Sean Moulton is a Senior Policy Analyst at the Project on Government Oversight (POGO). We’ve invited Sean to discuss his recent report on how Increased Infrastructure Oversight Falls Short for the Biden Administration’s infrastructure law, while still being an important step forward. Sean explains how new oversight measures are implemented via executive order, which means they can easily be dismantled by future administrations, lacking the permanence and manifestation of consensus of legislation. Also, the new measures rely on executive branch officials accepting the advice of Inspectors General and fail to provide consistency across the multiple f ederal departments, state, county and local governments, and contracts, grants and loans across which trillions of infrastructure and climate money will be spent. These observations echo those in past podcasts by retired U.S. Treasury Inspector General Eric Thorson, and Contra Cost County Supervisor John Gioia.

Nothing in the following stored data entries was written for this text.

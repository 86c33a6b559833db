//! News articles. Publishing announces the article to every user.

use crate::{
    core::notification,
    entities::{News, NewsColumn, NotificationKind, news},
    errors::{Error, Result},
};
use chrono::Utc;
use sea_orm::{QueryOrder, Set, prelude::*};
use serde::Deserialize;
use tracing::{error, info, instrument};
use uuid::Uuid;

/// Article fields written by an admin.
#[derive(Debug, Clone, Deserialize)]
pub struct NewsArticle {
    pub title: String,
    #[serde(default)]
    pub category: String,
    #[serde(default)]
    pub image: String,
    #[serde(default)]
    pub summary: String,
    pub content: String,
}

fn validate(article: &NewsArticle) -> Result<()> {
    if article.title.trim().is_empty() {
        return Err(Error::Validation {
            message: "News title cannot be empty".to_string(),
        });
    }
    Ok(())
}

fn news_not_found(id: &str) -> Error {
    Error::NotFound {
        entity: "news",
        id: id.to_string(),
    }
}

/// Publishes an article and broadcasts it.
#[instrument(skip(db, article), fields(title = %article.title))]
pub async fn publish_news(db: &DatabaseConnection, article: NewsArticle) -> Result<news::Model> {
    validate(&article)?;
    let created = news::ActiveModel {
        id: Set(Uuid::new_v4().to_string()),
        title: Set(article.title.trim().to_string()),
        category: Set(article.category),
        image: Set(article.image),
        summary: Set(article.summary),
        content: Set(article.content),
        date: Set(Utc::now()),
    }
    .insert(db)
    .await?;
    info!(news_id = %created.id, "News published");

    if let Err(e) = notification::broadcast(
        db,
        NotificationKind::NewNews,
        format!("Tin tức mới: {}", created.title),
        Some(format!("/tin-tuc/{}", created.id)),
    )
    .await
    {
        error!(news_id = %created.id, "Failed to announce news: {}", e);
    }
    Ok(created)
}

/// Replaces an article's fields. The publication date is kept.
pub async fn update_news(
    db: &DatabaseConnection,
    id: &str,
    article: NewsArticle,
) -> Result<news::Model> {
    validate(&article)?;
    let existing = get_news(db, id).await?.ok_or_else(|| news_not_found(id))?;
    let mut active: news::ActiveModel = existing.into();
    active.title = Set(article.title.trim().to_string());
    active.category = Set(article.category);
    active.image = Set(article.image);
    active.summary = Set(article.summary);
    active.content = Set(article.content);
    active.update(db).await.map_err(Into::into)
}

/// Removes an article. Announcements already sent keep their link.
pub async fn delete_news(db: &DatabaseConnection, id: &str) -> Result<()> {
    let deleted = News::delete_by_id(id.to_string()).exec(db).await?;
    if deleted.rows_affected == 0 {
        return Err(news_not_found(id));
    }
    info!(news_id = id, "News deleted");
    Ok(())
}

/// All articles, newest first.
pub async fn list_news(db: &DatabaseConnection) -> Result<Vec<news::Model>> {
    News::find()
        .order_by_desc(NewsColumn::Date)
        .all(db)
        .await
        .map_err(Into::into)
}

pub async fn get_news(db: &DatabaseConnection, id: &str) -> Result<Option<news::Model>> {
    News::find_by_id(id.to_string())
        .one(db)
        .await
        .map_err(Into::into)
}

Prior to POGO, Sean worked for over a decade on transparency and government accountability issues, leading the Center for Effective Government’s open government work for 13 years. The Center for Open Government, previously known as “OMB Watch”, pioneered making federal government spending visible to taxpayers through an online database. (“OMB” stands for Office of Management and Budget, an office within the White House that oversees the implementation of the President’s financial vision across the executive branch. OMB eventually licensed OMB Watch’s database technology to create usaspending.gov, a detailed, comprehensive and official accounting of federal government spending that’s open to the public.

Support the show

Visit us at climatemoneywatchdog.org!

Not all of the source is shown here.